Question
Please solve the following problem using C++. Thank you Instructions: ---- A LinkNode structure or class which will have two attributes - a data attribute,
Please solve the following problem using C++. Thank you
Instructions: ----
A LinkNode structure or class which will have two attributes -
a data attribute, and
a pointer attribute to the next node.
The data attribute of the LinkNode should be a reference/pointer of the Currency class of Lab 2.
Do not make it an inner class or member structure to the SinglyLinkedList class of #2 below.
A SinglyLinkedList class which will be composed of three attributes -
a count attribute,
a LinkNode pointer/reference attribute named as and pointing to the start of the list and
a LinkNode pointer/reference attribute named as and pointing to the end of the list.
Since this is a class, make sure all these attributes are private.
The class and attribute names for the node and linked list are the words in bold in #1 and #2.
For the Linked List, implement the following linked-list behaviors as explained in class -
getters/setters/constructors/destructors, as needed, for the attributes of the class.
createList method in addition to the constructor - this is optional for overloading purposes.
destroyList method in place of or in addition to the destructor - this is optional for overloading purposes,
addCurrency method which takes a Currency object and a node index value as parameters to add the Currency to the list at that index.

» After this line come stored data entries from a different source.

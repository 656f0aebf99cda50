//! Redis store backend
//!
//! Provides a Redis-backed [`KeyValueStore`] with connection pooling.

use async_trait::async_trait;
use deadpool_redis::{Config as PoolConfig, Pool, Runtime};
use redis::AsyncCommands;
use shiftdesk_conf::StoreSettings;
use std::collections::{HashMap, HashSet};
use std::future::Future;
use std::time::Duration;

use crate::error::{StoreError, StoreResult};
use crate::store::KeyValueStore;

/// Number of keys to scan per iteration
const SCAN_BATCH_SIZE: usize = 100;

/// Redis store with connection pooling
///
/// Uses deadpool-redis for connection management. Every command, including the
/// wait for a pooled connection, is bounded by the configured socket timeout.
#[derive(Clone)]
pub struct RedisStore {
	pool: Pool,
	command_timeout: Duration,
}

impl RedisStore {
	/// Create a pooled store from settings
	///
	/// Pool size comes from `max_pool_size`; wait, create and recycle timeouts
	/// use the connect timeout.
	///
	/// # Examples
	///
	/// ```no_run
	/// use shiftdesk_conf::StoreSettings;
	/// use shiftdesk_store::RedisStore;
	///
	/// # fn example() -> Result<(), Box<dyn std::error::Error>> {
	/// let store = RedisStore::from_settings(&StoreSettings::default())?;
	/// # Ok(())
	/// # }
	/// ```
	pub fn from_settings(settings: &StoreSettings) -> StoreResult<Self> {
		let mut config = PoolConfig::from_url(settings.url());
		let mut pool_config = deadpool_redis::PoolConfig::new(settings.max_pool_size);
		pool_config.timeouts.wait = Some(settings.connect_timeout());
		pool_config.timeouts.create = Some(settings.connect_timeout());
		pool_config.timeouts.recycle = Some(settings.connect_timeout());
		config.pool = Some(pool_config);

		let pool = config
			.create_pool(Some(Runtime::Tokio1))
			.map_err(|e| StoreError::Pool(format!("Failed to create Redis pool: {}", e)))?;

		Ok(Self::with_pool(pool, settings.socket_timeout()))
	}

	/// Wrap an existing pool
	pub fn with_pool(pool: Pool, command_timeout: Duration) -> Self {
		Self {
			pool,
			command_timeout,
		}
	}

	/// Get the connection pool
	pub fn pool(&self) -> &Pool {
		&self.pool
	}

	/// Check out a pooled connection
	pub async fn connection(&self) -> StoreResult<deadpool_redis::Connection> {
		self.pool
			.get()
			.await
			.map_err(|e| StoreError::Pool(format!("Failed to get connection from pool: {}", e)))
	}

	async fn bounded<T>(
		&self,
		operation: &'static str,
		fut: impl Future<Output = StoreResult<T>>,
	) -> StoreResult<T> {
		match tokio::time::timeout(self.command_timeout, fut).await {
			Ok(result) => result,
			Err(_) => Err(StoreError::Timeout {
				operation,
				timeout: self.command_timeout,
			}),
		}
	}
}

/// Redis rejects `EX 0`; sub-second TTLs round up to one second
fn ttl_seconds(ttl: Duration) -> u64 {
	ttl.as_secs().max(1)
}

#[async_trait]
impl KeyValueStore for RedisStore {
	async fn get(&self, key: &str) -> StoreResult<Option<String>> {
		self.bounded("GET", async {
			let mut conn = self.connection().await?;
			let value: Option<String> = conn
				.get(key)
				.await
				.map_err(|e| StoreError::from_redis("GET", e))?;
			Ok(value)
		})
		.await
	}

	async fn set(&self, key: &str, value: &str, ttl: Option<Duration>) -> StoreResult<()> {
		self.bounded("SET", async {
			let mut conn = self.connection().await?;
			match ttl {
				Some(ttl) => {
					let _: () = conn
						.set_ex(key, value, ttl_seconds(ttl))
						.await
						.map_err(|e| StoreError::from_redis("SET", e))?;
				}
				None => {
					let _: () = conn
						.set(key, value)
						.await
						.map_err(|e| StoreError::from_redis("SET", e))?;
				}
			}
			Ok(())
		})
		.await
	}

	async fn delete(&self, keys: &[String]) -> StoreResult<u64> {
		if keys.is_empty() {
			return Ok(0);
		}
		self.bounded("DEL", async {
			let mut conn = self.connection().await?;
			let removed: u64 = conn
				.del(keys.to_vec())
				.await
				.map_err(|e| StoreError::from_redis("DEL", e))?;
			Ok(removed)
		})
		.await
	}

	async fn exists(&self, key: &str) -> StoreResult<bool> {
		self.bounded("EXISTS", async {
			let mut conn = self.connection().await?;
			let exists: bool = conn
				.exists(key)
				.await
				.map_err(|e| StoreError::from_redis("EXISTS", e))?;
			Ok(exists)
		})
		.await
	}

	async fn scan_match(&self, pattern: &str) -> StoreResult<Vec<String>> {
		self.bounded("SCAN", async {
			let mut conn = self.connection().await?;
			// SCAN may return a key more than once
			let mut found = HashSet::new();
			let mut cursor: u64 = 0;

			loop {
				let (next_cursor, keys): (u64, Vec<String>) = redis::cmd("SCAN")
					.arg(cursor)
					.arg("MATCH")
					.arg(pattern)
					.arg("COUNT")
					.arg(SCAN_BATCH_SIZE)
					.query_async(&mut *conn)
					.await
					.map_err(|e| StoreError::from_redis("SCAN", e))?;

				found.extend(keys);

				cursor = next_cursor;
				if cursor == 0 {
					break;
				}
			}

			Ok(found.into_iter().collect())
		})
		.await
	}

	async fn hset(&self, key: &str, field: &str, value: &str) -> StoreResult<()> {
		self.bounded("HSET", async {
			let mut conn = self.connection().await?;
			let _: () = conn
				.hset(key, field, value)
				.await
				.map_err(|e| StoreError::from_redis("HSET", e))?;
			Ok(())
		})
		.await
	}

	async fn hset_multiple(&self, key: &str, fields: &[(String, String)]) -> StoreResult<()> {
		if fields.is_empty() {
			return Ok(());
		}
		self.bounded("HSET", async {
			let mut conn = self.connection().await?;
			let _: () = conn
				.hset_multiple(key, fields)
				.await
				.map_err(|e| StoreError::from_redis("HSET", e))?;
			Ok(())
		})
		.await
	}

	async fn hgetall(&self, key: &str) -> StoreResult<HashMap<String, String>> {
		self.bounded("HGETALL", async {
			let mut conn = self.connection().await?;
			let fields: HashMap<String, String> = conn
				.hgetall(key)
				.await
				.map_err(|e| StoreError::from_redis("HGETALL", e))?;
			Ok(fields)
		})
		.await
	}

	async fn sadd(&self, key: &str, member: &str) -> StoreResult<()> {
		self.bounded("SADD", async {
			let mut conn = self.connection().await?;
			let _: () = conn
				.sadd(key, member)
				.await
				.map_err(|e| StoreError::from_redis("SADD", e))?;
			Ok(())
		})
		.await
	}

	async fn srem(&self, key: &str, member: &str) -> StoreResult<()> {
		self.bounded("SREM", async {
			let mut conn = self.connection().await?;
			let _: () = conn
				.srem(key, member)
				.await
				.map_err(|e| StoreError::from_redis("SREM", e))?;
			Ok(())
		})
		.await
	}

	async fn smembers(&self, key: &str) -> StoreResult<Vec<String>> {
		self.bounded("SMEMBERS", async {
			let mut conn = self.connection().await?;
			let members: Vec<String> = conn
				.smembers(key)
				.await
				.map_err(|e| StoreError::from_redis("SMEMBERS", e))?;
			Ok(members)
		})
		.await
	}

	async fn expire(&self, key: &str, ttl: Duration) -> StoreResult<bool> {
		self.bounded("EXPIRE", async {
			let mut conn = self.connection().await?;
			let applied: bool = conn
				.expire(key, ttl_seconds(ttl) as i64)
				.await
				.map_err(|e| StoreError::from_redis("EXPIRE", e))?;
			Ok(applied)
		})
		.await
	}

	async fn ping(&self) -> StoreResult<()> {
		self.bounded("PING", async {
			let mut conn = self
				.connection()
				.await
				.map_err(|e| StoreError::Unavailable(e.to_string()))?;
			let pong: String = redis::cmd("PING")
				.query_async(&mut *conn)
				.await
				.map_err(|e| StoreError::Unavailable(format!("PING failed: {}", e)))?;
			if pong == "PONG" {
				Ok(())
			} else {
				Err(StoreError::Unavailable(format!(
					"unexpected PING reply: {}",
					pong
				)))
			}
		})
		.await
	}

	fn backend_name(&self) -> &'static str {
		"redis"
	}
}

#[cfg(test)]
mod tests {
	use super::*;
	use rstest::rstest;

	#[rstest]
	#[case(Duration::from_millis(1), 1)]
	#[case(Duration::from_millis(1500), 1)]
	#[case(Duration::from_secs(300), 300)]
	fn test_ttl_seconds_never_zero(#[case] ttl: Duration, #[case] expected: u64) {
		assert_eq!(ttl_seconds(ttl), expected);
	}

	#[rstest]
	#[tokio::test]
	async fn test_pool_creation_is_lazy() {
		let mut settings = StoreSettings::default();
		settings.port = 1;
		let store = RedisStore::from_settings(&settings).unwrap();
		assert_eq!(store.pool().status().max_size, settings.max_pool_size);
		assert_eq!(store.backend_name(), "redis");
	}
}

removeCurrency method which takes a Currency object as parameter and removes that Currency object from the list and may return a copy of the Currency.
removeCurrency overload method which takes a node index as parameter and removes the Currency object at that index and may return a copy of the Currency.

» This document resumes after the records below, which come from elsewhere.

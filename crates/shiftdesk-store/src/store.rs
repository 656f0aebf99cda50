//! Key-value store abstraction
//!
//! The operations mirror the Redis commands the services rely on
//! (GET, SET EX, DEL, EXISTS, SCAN, HSET, HGETALL, SADD, SREM, SMEMBERS, EXPIRE, PING).
//! Implementations must be safe to share between tasks; every call is an
//! independent round trip and no ordering is guaranteed across keys.

use async_trait::async_trait;
use std::collections::HashMap;
use std::time::Duration;

use crate::error::StoreResult;

/// Shared key-value store
///
/// ## Example
///
/// ```rust
/// use shiftdesk_store::{InMemoryStore, KeyValueStore};
/// use std::time::Duration;
///
/// # async fn example() -> Result<(), Box<dyn std::error::Error>> {
/// let store = InMemoryStore::new();
///
/// store.set("greeting", "hello", Some(Duration::from_secs(60))).await?;
/// assert_eq!(store.get("greeting").await?, Some("hello".to_string()));
///
/// store.sadd("online", "alice").await?;
/// assert_eq!(store.smembers("online").await?, vec!["alice".to_string()]);
/// # Ok(())
/// # }
/// ```
#[async_trait]
pub trait KeyValueStore: Send + Sync {
	/// Get a string value
	async fn get(&self, key: &str) -> StoreResult<Option<String>>;

	/// Set a string value, replacing any previous TTL
	async fn set(&self, key: &str, value: &str, ttl: Option<Duration>) -> StoreResult<()>;

	/// Delete keys, returning how many existed
	async fn delete(&self, keys: &[String]) -> StoreResult<u64>;

	async fn exists(&self, key: &str) -> StoreResult<bool>;

	/// List keys matching a glob pattern
	async fn scan_match(&self, pattern: &str) -> StoreResult<Vec<String>>;

	async fn hset(&self, key: &str, field: &str, value: &str) -> StoreResult<()>;

	async fn hset_multiple(&self, key: &str, fields: &[(String, String)]) -> StoreResult<()>;

	async fn hgetall(&self, key: &str) -> StoreResult<HashMap<String, String>>;

	async fn sadd(&self, key: &str, member: &str) -> StoreResult<()>;

	async fn srem(&self, key: &str, member: &str) -> StoreResult<()>;

	async fn smembers(&self, key: &str) -> StoreResult<Vec<String>>;

	/// Apply a TTL to an existing key; false when the key does not exist
	async fn expire(&self, key: &str, ttl: Duration) -> StoreResult<bool>;

	/// Round-trip health probe
	async fn ping(&self) -> StoreResult<()>;

	/// Short backend name used in log fields
	fn backend_name(&self) -> &'static str;

	/// Delete a single key, returning whether it existed
	async fn delete_one(&self, key: &str) -> StoreResult<bool> {
		Ok(self.delete(&[key.to_string()]).await? > 0)
	}
}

findCurrency method which takes a Currency object as parameter and returns the node index at which the Currency is found in the list.

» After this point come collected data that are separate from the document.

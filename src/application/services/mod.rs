//! Application services

pub mod render;
pub mod tree;

pub use render::{NodePosition, RenderOptions, RenderService};
pub use tree::{GenerateOutcome, TreeService};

getCurrency method which takes an index values as a parameter and returns the Currency object.
printList method which returns a string of all the Currency objects in the list in the order of index, tab spaced.
isListEmpty method which returns if a list is empty or not.
countCurrency method which returns a count of Currency nodes in the list.
Any other methods you think would be useful in your program.
A Stack class derived from the SinglyLinkedList but with no additional attributes and the usual stack methods -
constructor and createStack (optional) methods,
push which takes a Currency object as parameter and adds it to the top of the stack.
pop which takes no parameter and removes and returns the Currency object from the top of the stack.
peek which takes no parameter and returns a copy of the Currency object at the top of the stack.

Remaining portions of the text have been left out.